Albert Goldbarth is an American poet born January 31, 1948 in Chicago. He is known for his prolific production, his gregarious tone, his eclectic interests and his distinctive 'talky' style. He has been a Guggenheim fellow and won the National Book Critics Circle award in 1991 and 2001, the only poet to receive the honor two times. He also won the Mark Twain Award for Humorous Poetry, awarded by the Poetry Foundation, in 2008.

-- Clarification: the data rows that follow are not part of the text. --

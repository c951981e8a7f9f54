//! Technical indicators over a stock's price history.
//!
//! Every indicator is a pure function of a history slice ordered oldest to
//! newest and returns `None` (or [`Trend::InsufficientData`]) when the
//! history is shorter than its window. Identical input always produces
//! identical output.

pub mod levels;
pub mod rsi;
pub mod sma;
pub mod trend;
pub mod volatility;

pub use levels::{support_resistance, SupportResistance, DEFAULT_LEVELS_LOOKBACK};
pub use rsi::{rsi, DEFAULT_RSI_PERIOD};
pub use sma::sma;
pub use trend::{trend, Trend, DEFAULT_TREND_PERIODS};
pub use volatility::{volatility, DEFAULT_VOLATILITY_PERIODS};

use serde::{Deserialize, Serialize};

use crate::domain::Stock;

/// SMA window used by the analysis snapshot.
pub const DEFAULT_SMA_PERIOD: usize = 20;

/// All indicators for one stock at its default windows.
#[derive(Debug, Clone, PartialEq, Serialize, Deserialize)]
pub struct TechnicalAnalysis {
    pub symbol: String,
    pub sma20: Option<f64>,
    pub rsi: Option<f64>,
    pub trend: Trend,
    pub volatility: Option<f64>,
    pub support_resistance: Option<SupportResistance>,
}

pub fn analyze(stock: &Stock) -> TechnicalAnalysis {
    let history = stock.history();
    TechnicalAnalysis {
        symbol: stock.symbol.clone(),
        sma20: sma(history, DEFAULT_SMA_PERIOD),
        rsi: rsi(history, DEFAULT_RSI_PERIOD),
        trend: trend(history, DEFAULT_TREND_PERIODS),
        volatility: volatility(history, DEFAULT_VOLATILITY_PERIODS),
        support_resistance: support_resistance(history, DEFAULT_LEVELS_LOOKBACK),
    }
}

/// Assert two f64 values are approximately equal (within epsilon).
#[cfg(test)]
pub fn assert_approx(actual: f64, expected: f64, epsilon: f64) {
    assert!(
        (actual - expected).abs() < epsilon,
        "assert_approx failed: actual={actual}, expected={expected}, diff={}, epsilon={epsilon}",
        (actual - expected).abs()
    );
}

/// Default epsilon for indicator tests.
#[cfg(test)]
pub const DEFAULT_EPSILON: f64 = 1e-10;

#[cfg(test)]
mod tests {
    use super::*;

    #[test]
    fn fresh_stock_has_nothing_available() {
        let stock = Stock::new("AAPL", "Apple Inc.", 150.0, 0.02);
        let ta = analyze(&stock);
        assert_eq!(ta.symbol, "AAPL");
        assert_eq!(ta.sma20, None);
        assert_eq!(ta.rsi, None);
        assert_eq!(ta.trend, Trend::InsufficientData);
        assert_eq!(ta.volatility, None);
        assert_eq!(ta.support_resistance, None);
    }

    #[test]
    fn full_history_populates_every_field() {
        let mut stock = Stock::new("AAPL", "Apple Inc.", 100.0, 0.02);
        for i in 1..30 {
            stock.advance(100.0 + i as f64);
        }
        let ta = analyze(&stock);
        assert!(ta.sma20.is_some());
        assert_eq!(ta.rsi, Some(100.0));
        assert_eq!(ta.trend, Trend::Bullish);
        assert!(ta.volatility.is_some());
        let levels = ta.support_resistance.unwrap();
        assert!(levels.support < levels.resistance);
    }

    #[test]
    fn analysis_is_deterministic() {
        let mut stock = Stock::new("NVDA", "NVIDIA Corp.", 400.0, 0.035);
        for p in [401.0, 398.5, 405.2, 410.0, 402.3, 399.9, 404.4, 407.7] {
            stock.advance(p);
        }
        assert_eq!(analyze(&stock), analyze(&stock));
    }
}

Goldbarth received his BA from the University of Illinois in 1969 and his MFA from the University of Iowa in 1971. He is currently distinguished professor of Humanities at Wichita State University, and he teaches in the Low-Residency MFA program in Creative Writing at Converse College.

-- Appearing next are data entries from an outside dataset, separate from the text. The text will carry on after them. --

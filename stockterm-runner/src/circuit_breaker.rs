//! Circuit breaker for external news endpoints.
//!
//! After repeated failures (or an immediate trip on 401/403/429) the breaker
//! refuses all requests to that endpoint until the cooldown expires.

use std::sync::{Mutex, MutexGuard, PoisonError};
use std::time::{Duration, Instant};

#[derive(Debug, Clone, Copy, PartialEq, Eq)]
pub enum BreakerState {
    Closed,
    Open { tripped_at: Instant },
}

#[derive(Debug)]
struct Inner {
    state: BreakerState,
    consecutive_failures: u32,
}

#[derive(Debug)]
pub struct CircuitBreaker {
    inner: Mutex<Inner>,
    cooldown: Duration,
    failure_threshold: u32,
}

impl CircuitBreaker {
    pub fn new(cooldown: Duration, failure_threshold: u32) -> Self {
        Self {
            inner: Mutex::new(Inner {
                state: BreakerState::Closed,
                consecutive_failures: 0,
            }),
            cooldown,
            failure_threshold: failure_threshold.max(1),
        }
    }

    /// 30-minute cooldown, trips after 3 consecutive failures.
    pub fn default_source() -> Self {
        Self::new(Duration::from_secs(30 * 60), 3)
    }

    fn lock(&self) -> MutexGuard<'_, Inner> {
        self.inner.lock().unwrap_or_else(PoisonError::into_inner)
    }

    pub fn is_allowed(&self) -> bool {
        let mut inner = self.lock();
        match inner.state {
            BreakerState::Closed => true,
            BreakerState::Open { tripped_at } => {
                if tripped_at.elapsed() >= self.cooldown {
                    inner.state = BreakerState::Closed;
                    inner.consecutive_failures = 0;
                    true
                } else {
                    false
                }
            }
        }
    }

    pub fn record_success(&self) {
        self.lock().consecutive_failures = 0;
    }

    pub fn record_failure(&self) {
        let mut inner = self.lock();
        inner.consecutive_failures += 1;
        if inner.consecutive_failures >= self.failure_threshold {
            inner.state = BreakerState::Open {
                tripped_at: Instant::now(),
            };
        }
    }

    /// Open immediately (bad credentials, rate limit).
    pub fn trip(&self) {
        self.lock().state = BreakerState::Open {
            tripped_at: Instant::now(),
        };
    }

    pub fn remaining_cooldown(&self) -> Duration {
        match self.lock().state {
            BreakerState::Closed => Duration::ZERO,
            BreakerState::Open { tripped_at } => {
                self.cooldown.saturating_sub(tripped_at.elapsed())
            }
        }
    }
}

I'm ceaselessly impressed with Goldbarth's ability to craft essays. Exquisite transitions between topics. Somehow brings everything together in the end.

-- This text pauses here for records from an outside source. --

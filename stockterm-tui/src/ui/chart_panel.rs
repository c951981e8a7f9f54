//! Panel 5 (Chart): price history of the selected stock with its SMA(20).

use ratatui::layout::Rect;
use ratatui::style::Style;
use ratatui::symbols;
use ratatui::text::{Line, Span};
use ratatui::widgets::{Axis, Chart, Dataset, GraphType, Paragraph};
use ratatui::Frame;

use stockterm_core::indicators::{sma, DEFAULT_SMA_PERIOD};

use crate::app::AppState;
use crate::theme;

pub fn render(f: &mut Frame, area: Rect, app: &AppState) {
    match app.selected_stock() {
        Some(stock) if stock.history().len() >= 2 => {
            let label = format!("{} ${:.2}", stock.symbol, stock.price());
            render_chart(f, area, stock.history(), &label);
        }
        Some(stock) => render_empty(f, area, &stock.symbol),
        None => render_empty(f, area, "-"),
    }
}

fn render_empty(f: &mut Frame, area: Rect, symbol: &str) {
    let lines = vec![
        Line::from(""),
        Line::from(Span::styled(
            format!("Not enough price history for {symbol} yet."),
            theme::muted(),
        )),
        Line::from(Span::styled(
            "Prices update every few seconds while updates are running ('r').",
            theme::muted(),
        )),
    ];
    f.render_widget(Paragraph::new(lines), area);
}

/// Rolling SMA aligned to the history index; starts once the window fills.
fn sma_points(history: &[f64], period: usize) -> Vec<(f64, f64)> {
    (period..=history.len())
        .filter_map(|end| sma(&history[..end], period).map(|v| ((end - 1) as f64, v)))
        .collect()
}

fn render_chart(f: &mut Frame, area: Rect, history: &[f64], label: &str) {
    let min_y = history.iter().copied().fold(f64::INFINITY, f64::min);
    let max_y = history.iter().copied().fold(f64::NEG_INFINITY, f64::max);
    let padding = ((max_y - min_y).abs() * 0.05).max(0.01);
    let y_min = min_y - padding;
    let y_max = max_y + padding;
    let x_max = history.len().saturating_sub(1) as f64;

    let prices: Vec<(f64, f64)> = history
        .iter()
        .enumerate()
        .map(|(i, &v)| (i as f64, v))
        .collect();
    let averages = sma_points(history, DEFAULT_SMA_PERIOD);

    let mut datasets = vec![Dataset::default()
        .name(label)
        .marker(symbols::Marker::Braille)
        .style(Style::default().fg(theme::ACCENT))
        .graph_type(GraphType::Line)
        .data(&prices)];
    if !averages.is_empty() {
        datasets.push(
            Dataset::default()
                .name(format!("SMA({DEFAULT_SMA_PERIOD})"))
                .marker(symbols::Marker::Braille)
                .style(Style::default().fg(theme::NEUTRAL))
                .graph_type(GraphType::Line)
                .data(&averages),
        );
    }

    let chart = Chart::new(datasets)
        .x_axis(
            Axis::default()
                .title(Span::styled("Ticks", theme::muted()))
                .style(theme::muted())
                .bounds([0.0, x_max.max(1.0)])
                .labels(vec![
                    Span::styled("0", theme::muted()),
                    Span::styled(format!("{}", history.len()), theme::muted()),
                ]),
        )
        .y_axis(
            Axis::default()
                .title(Span::styled("Price", theme::muted()))
                .style(theme::muted())
                .bounds([y_min, y_max])
                .labels(vec![
                    Span::styled(format!("{y_min:.2}"), theme::muted()),
                    Span::styled(format!("{y_max:.2}"), theme::muted()),
                ]),
        );

    f.render_widget(chart, area);
}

A miracle of a book. What a poet writes when a poet writes essays, to follow out a sustained idea without sacrificing any scrap of the music of words.
This is a sacred text, because it doesn't acknowledge anything as profane. All of it has to be included -- the junky toys and the drooling drug addicts and the mindless shows on TV, they're all right up there with the holy of holies.
When Goldbarth writes about his father, about the impossible subject of loving a father, in spite of it all, he tells a story about him. And then he says:
"Now thirty years dwindles that anecdote. Too much love is in the way, and too much piddlyshit. Three decades of newspaper headlines intervene, and the divorce papers. Some of what’s happened -- it’s not worth wiping your ass with. Other moments, maybe even so small as a wooden coffee stirrer someone’s gentleness gives dignity to in a diner off I-35 -- well, it pulls the breath from you like a magician’s scarf. And then one day you’re visiting your mother’s, shuffling through his . . . what do they call it? . . . his effects. And what are you doing now, a shovel in your grip, working down to the bedrock?"